Reputation: 161
I expected the following macro to display 6 but it displays 8. I understand that this is because Union duplicates cells that overlap as do cells b1:b2 in my example:
Sub a()
Dim myRange As Range
Set myRange = Application.Union(Range("a1:b2"), Range("b1:b4"))
MsgBox myRange.Count
End Sub
I found this solution to the problem but I'm interested to know why this is the way Union works and if there is any other way to get around this besides writing a new function as suggested by the above link.
Upvotes: 4
Views: 705
Reputation: 199
hil,
The union method creates a range with n areas.
It is interesting that this Application.Union(Range("a1:c2"), Range("a1:c2"), Range("a1:c2"))

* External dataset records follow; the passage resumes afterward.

//! CLI command implementations

pub mod exec;
pub mod install;
pub mod path;
pub mod platform;
pub mod shim;
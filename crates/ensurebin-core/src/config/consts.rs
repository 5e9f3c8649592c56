//! File names, environment variable names and defaults shared across crates

/// Files that live inside the host package
pub mod files {
    /// Package manifest, at the package root
    pub const MANIFEST: &str = "ensurebin.toml";

    /// Location record, inside `layout.lib_dir`
    pub const LOCATION_RECORD: &str = "location.toml";

    /// Install lock, inside `layout.lib_dir`
    pub const INSTALL_LOCK: &str = ".ensurebin.lock";
}

/// Environment variables recognized as overrides
pub mod env {
    pub const PLATFORM: &str = "ENSUREBIN_PLATFORM";
    pub const ARCH: &str = "ENSUREBIN_ARCH";

    /// Proxy variables, highest precedence first
    pub const PROXY_CHAIN: [&str; 3] = [
        "ENSUREBIN_HTTPS_PROXY",
        "ENSUREBIN_HTTP_PROXY",
        "ENSUREBIN_PROXY",
    ];

    pub const STRICT_SSL: &str = "ENSUREBIN_STRICT_SSL";
    pub const CA: &str = "ENSUREBIN_CA";
    pub const CAFILE: &str = "ENSUREBIN_CAFILE";
    pub const TMP: &str = "ENSUREBIN_TMP";
    pub const USER_AGENT: &str = "ENSUREBIN_USER_AGENT";
    pub const PACKAGE_DIR: &str = "ENSUREBIN_PACKAGE_DIR";
    pub const LOG: &str = "ENSUREBIN_LOG";
}

/// Manifest defaults
pub mod defaults {
    pub const VERSION_FLAG: &str = "--version";
    pub const MARKER: &str = "ENSUREBIN_INSTALL_MARKER";
    pub const PROBE_TIMEOUT_MS: u64 = 10_000;
    pub const LIB_DIR: &str = "lib";
    pub const INSTALL_DIR: &str = "lib/bin";

    /// Seconds to wait for a concurrent install to release the lock
    pub const LOCK_TIMEOUT_SECS: u64 = 60;
}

creates a single area. And in fact for the case where one of the ranges contains all the others entirely you will only get back the 1 area. eg Application.Union(Range("a1:f2"), Range("b2:d2"))
. Another interesting example is Application.Union(Range("a1:f2"), Range("b2:d3"), Range("d2:e3"))

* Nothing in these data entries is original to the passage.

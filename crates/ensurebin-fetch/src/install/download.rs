//! Verified binary download
//!
//! The artifact is streamed into a staging file while being hashed. Only a
//! file whose SHA-256 matches the platform table is made executable and
//! moved into the install directory; anything else is discarded.

use log::{debug, info};
use sha2::{Digest, Sha256};
use std::fs;
use std::io::{self, Write};
use std::path::{Path, PathBuf};
use tempfile::NamedTempFile;
use url::Url;

use super::DownloadError;
use crate::checksum::{ChecksumError, hex_digest, verify_checksum};
use crate::spec::DownloadSpec;

/// Transport seam: streams the body at a URL into a sink
pub trait Fetch {
    /// Writes the response body for `url` into `sink`, returning the byte count
    fn fetch(&self, url: &Url, sink: &mut dyn Write) -> Result<u64, DownloadError>;
}

impl<F: Fetch + ?Sized> Fetch for &F {
    fn fetch(&self, url: &Url, sink: &mut dyn Write) -> Result<u64, DownloadError> {
        (**self).fetch(url, sink)
    }
}

/// Writer that hashes everything passing through it
struct HashingWriter<W> {
    inner: W,
    hasher: Sha256,
}

impl<W: Write> HashingWriter<W> {
    fn new(inner: W) -> Self {
        Self {
            inner,
            hasher: Sha256::new(),
        }
    }

    fn finish(self) -> String {
        hex_digest(self.hasher)
    }
}

impl<W: Write> Write for HashingWriter<W> {
    fn write(&mut self, buf: &[u8]) -> io::Result<usize> {
        let written = self.inner.write(buf)?;
        self.hasher.update(&buf[..written]);
        Ok(written)
    }

    fn flush(&mut self) -> io::Result<()> {
        self.inner.flush()
    }
}

/// Downloads `spec` and installs it at `destination`
///
/// 1. Streams the body into a staging file under `staging_dir`, hashing it
/// 2. Rejects the file unless the digest equals `spec.checksum`
/// 3. Sets the executable bits on Unix
/// 4. Atomically moves it to `destination`, creating parent directories
///
/// # Errors
///
/// Transport errors from `fetcher`, [`DownloadError::ChecksumMismatch`],
/// or [`DownloadError::Io`] for any filesystem step.
pub fn download_binary<F: Fetch>(
    fetcher: &F,
    spec: &DownloadSpec,
    staging_dir: &Path,
    destination: &Path,
) -> Result<PathBuf, DownloadError> {
    let mut staged = NamedTempFile::new_in(staging_dir).map_err(DownloadError::io(format!(
        "create staging file in {}",
        staging_dir.display()
    )))?;

    let mut writer = HashingWriter::new(staged.as_file_mut());
    let bytes = fetcher.fetch(&spec.url, &mut writer)?;
    writer
        .flush()
        .map_err(DownloadError::io("flush staging file"))?;
    let actual = writer.finish();

    if !actual.eq_ignore_ascii_case(&spec.checksum) {
        return Err(DownloadError::ChecksumMismatch {
            url: spec.url.clone(),
            expected: spec.checksum.clone(),
            actual,
        });
    }
    debug!("Received {} bytes from {}, sha256 {}", bytes, spec.url, actual);

    staged
        .as_file()
        .sync_all()
        .map_err(DownloadError::io("sync staging file"))?;

    #[cfg(unix)]
    set_executable_permissions(staged.path())?;

    let dest_dir = destination
        .parent()
        .ok_or_else(|| DownloadError::Io {
            operation: format!("get parent directory of {}", destination.display()),
            source: io::Error::other("no parent directory"),
        })?;
    fs::create_dir_all(dest_dir).map_err(DownloadError::io(format!(
        "create install directory {}",
        dest_dir.display()
    )))?;

    atomic_move(staged.path(), destination)?;

    if let Err(e) = confirm_installed(spec, destination) {
        let _ = fs::remove_file(destination);
        return Err(e);
    }

    info!("Installed {}", destination.display());
    Ok(destination.to_path_buf())
}

/// Re-hashes the installed copy
fn confirm_installed(spec: &DownloadSpec, destination: &Path) -> Result<(), DownloadError> {
    match verify_checksum(destination, &spec.checksum) {
        Ok(true) => Ok(()),
        Ok(false) => Err(DownloadError::ChecksumMismatch {
            url: spec.url.clone(),
            expected: spec.checksum.clone(),
            actual: format!("a different digest for {}", destination.display()),
        }),
        Err(ChecksumError::Unreadable { path, source }) => Err(DownloadError::Io {
            operation: format!("verify {}", path.display()),
            source,
        }),
    }
}

/// Adds the executable bit for owner, group and other
#[cfg(unix)]
fn set_executable_permissions(path: &Path) -> Result<(), DownloadError> {
    use std::os::unix::fs::PermissionsExt;

    let metadata = fs::metadata(path).map_err(DownloadError::io(format!(
        "get metadata for {}",
        path.display()
    )))?;

    let mut permissions = metadata.permissions();
    permissions.set_mode(permissions.mode() | 0o111);

    fs::set_permissions(path, permissions).map_err(DownloadError::io(format!(
        "set permissions for {}",
        path.display()
    )))
}

/// Copies `from` next to `to` and renames it into place
///
/// The copy lives in the destination directory so the final rename never
/// crosses filesystems. Permissions are preserved on Unix. An existing file
/// at `to` is replaced.
fn atomic_move(from: &Path, to: &Path) -> Result<(), DownloadError> {
    let dest_dir = to.parent().ok_or_else(|| DownloadError::Io {
        operation: format!("get parent directory of {}", to.display()),
        source: io::Error::other("no parent directory"),
    })?;

    let mut temp_dest = NamedTempFile::new_in(dest_dir).map_err(DownloadError::io(format!(
        "create temporary file in {}",
        dest_dir.display()
    )))?;

    let mut src_file = fs::File::open(from).map_err(DownloadError::io(format!(
        "open staged file {}",
        from.display()
    )))?;
    io::copy(&mut src_file, &mut temp_dest).map_err(DownloadError::io("copy file contents"))?;
    drop(src_file);

    #[cfg(unix)]
    {
        let permissions = fs::metadata(from)
            .map_err(DownloadError::io(format!("get metadata for {}", from.display())))?
            .permissions();
        fs::set_permissions(temp_dest.path(), permissions)
            .map_err(DownloadError::io("set permissions on temporary file"))?;
    }

    temp_dest
        .as_file()
        .sync_all()
        .map_err(DownloadError::io("sync temporary file"))?;

    temp_dest.persist(to).map_err(|e| DownloadError::Io {
        operation: format!("rename temporary file to {}", to.display()),
        source: e.error,
    })?;

    #[cfg(unix)]
    {
        let dir = fs::File::open(dest_dir).map_err(DownloadError::io(format!(
            "open install directory {}",
            dest_dir.display()
        )))?;
        dir.sync_all()
            .map_err(DownloadError::io("sync install directory"))?;
    }

    Ok(())
}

this merged range(b2:e3) and created 2 areas.
A point to make at this point is that contiguous ranges have to be rectangular.
So Union will create the most efficient contiguous blocks of ranges, but there may still be some overlap.
CPearson's website has been around since the dawn of time, so it is very unlikely that you will find a better source for many problems. (I am not CPearson).
Regards Gareth
Upvotes: 1
Reputation: 51998
I find it somewhat pointless to speculate much about 20-year old closed-source design decisions, although it is interesting to note that the way that Excel-VBA handles Union
meshes with the way Excel treats multiple range selections in spreadsheet functions. In this:
the sum evaluates to 12 and not 10. Thus it seems likely that VBA's approach was an attempt to come up with a Range object that corresponds to how Excel itself treats overlapping selections. This would push back the design-decision to pre-VBA Excel.
If Union
doesn't do what you want, then you need to write a different function. Chip Pearson is an extremely good VBA programmer, so I would be surprised if there is any easy work-around that he missed. Your actual question discussed the count of the union. If that is what you want, you could write a smaller function:
Function UnionCount(A As Range, B As Range) As Long
Dim adjustment As Long
If Not Intersect(A, B) Is Nothing Then
adjustment = Intersect(A, B).Cells.Count
End If
UnionCount = Union(A, B).Cells.Count - adjustment
End Function
Then UnionCount(Range("A1:B2"), Range("B1:B4"))
evaluates to 6.
Upvotes: 0
Reputation: 9461
Yes, the Union operator is really more like a UNION ALL statement in SQL. Excel's Union operator does not return the distinct set of cells.